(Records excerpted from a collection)
####

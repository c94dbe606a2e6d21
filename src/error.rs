//! Error types for the daemon, its drivers and its clients.
//!
//! `LabError` is the single error type flowing through the port arbiter, the
//! instrument capabilities and the request protocol. Every variant maps onto a
//! stable *kind* string (see [`LabError::kind`]) which is what travels over the
//! wire inside an [`ErrorReply`], so clients can branch on the category of a
//! failure without parsing messages.
//!
//! ## Error Hierarchy
//!
//! - **`Connectivity`**: a port could not be opened, the instrument is not open,
//!   or the device did not answer.
//! - **`ProtocolParse`**: a reply did not match the expected grammar.
//! - **`Timeout`**: a query, send or receive deadline was exceeded.
//! - **`UnknownDevice`** / **`UnknownRequestType`**: lookups that missed.
//! - **`Config`** / **`Configuration`**: file parsing errors from `figment` and
//!   semantic validation errors respectively.
//! - **`Remote`**: an error reply received from the daemon by a client.

use serde::{Deserialize, Serialize};
use thiserror::Error;

/// Convenience alias for results using the application error type.
pub type AppResult<T> = std::result::Result<T, LabError>;

#[derive(Error, Debug)]
pub enum LabError {
    #[error("Configuration error: {0}")]
    Config(#[from] figment::Error),

    #[error("Configuration validation error: {0}")]
    Configuration(String),

    #[error("I/O error: {0}")]
    Io(#[from] std::io::Error),

    #[error("Serialization error: {0}")]
    Serialization(#[from] serde_json::Error),

    #[error("Connectivity error: {0}")]
    Connectivity(String),

    #[error("Protocol parse error: {0}")]
    ProtocolParse(String),

    #[error("Timed out: {0}")]
    Timeout(String),

    #[error("Unknown device: {0}")]
    UnknownDevice(String),

    #[error("Unknown request type: {0}")]
    UnknownRequestType(String),

    /// Raised by instruments that refuse to be used at all.
    #[error("{0}")]
    Unavailable(String),

    #[error("A sequence is already running")]
    SequenceBusy,

    #[error("Experiment error: {0}")]
    Experiment(String),

    #[error("Feature '{0}' is not enabled. Please build with --features {0}")]
    FeatureNotEnabled(String),

    #[error("Internal error: {0}")]
    Internal(String),

    #[error("{message}")]
    Remote { kind: String, message: String },
}

impl LabError {
    /// Stable category name carried in error replies.
    pub fn kind(&self) -> &str {
        match self {
            LabError::Config(_) | LabError::Configuration(_) => "ConfigurationError",
            LabError::Io(_) => "IoError",
            LabError::Serialization(_) => "SerializationError",
            LabError::Connectivity(_) => "ConnectivityError",
            LabError::ProtocolParse(_) => "ProtocolParseError",
            LabError::Timeout(_) => "TimeoutError",
            LabError::UnknownDevice(_) => "UnknownDeviceError",
            LabError::UnknownRequestType(_) => "UnknownRequestTypeError",
            LabError::Unavailable(_) => "Unavailable",
            LabError::SequenceBusy => "SequenceBusyError",
            LabError::Experiment(_) => "ExperimentError",
            LabError::FeatureNotEnabled(_) => "FeatureNotEnabled",
            LabError::Internal(_) => "InternalError",
            LabError::Remote { kind, .. } => kind,
        }
    }
}

/// Structured error as it appears on the wire.
#[derive(Debug, Clone, PartialEq, Eq, Serialize, Deserialize)]
pub struct ErrorReply {
    pub kind: String,
    pub message: String,
}

impl From<&LabError> for ErrorReply {
    fn from(err: &LabError) -> Self {
        Self {
            kind: err.kind().to_string(),
            message: err.to_string(),
        }
    }
}

impl From<ErrorReply> for LabError {
    fn from(reply: ErrorReply) -> Self {
        LabError::Remote {
            kind: reply.kind,
            message: reply.message,
        }
    }
}

#[cfg(test)]
mod tests {
    use super::*;

    #[test]
    fn unavailable_keeps_bare_message() {
        let err = LabError::Unavailable("Unavailable device".into());
        assert_eq!(err.kind(), "Unavailable");
        assert_eq!(err.to_string(), "Unavailable device");
    }

    #[test]
    fn error_reply_round_trips_kind() {
        let err = LabError::Timeout("query :MDL?;".into());
        let reply = ErrorReply::from(&err);
        assert_eq!(reply.kind, "TimeoutError");

        let remote: LabError = reply.into();
        assert_eq!(remote.kind(), "TimeoutError");
        assert!(remote.to_string().contains(":MDL?;"));
    }

    #[test]
    fn io_errors_convert_with_question_mark() {
        fn open_missing() -> AppResult<()> {
            std::fs::File::open("/definitely/not/here")?;
            Ok(())
        }
        let err = open_missing().unwrap_err();
        assert_eq!(err.kind(), "IoError");
    }
}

####

Return only the lines of the records in which the string "wire" appears.

Expected output:
//! wire inside an [`ErrorReply`], so clients can branch on the category of a
/// Structured error as it appears on the wire.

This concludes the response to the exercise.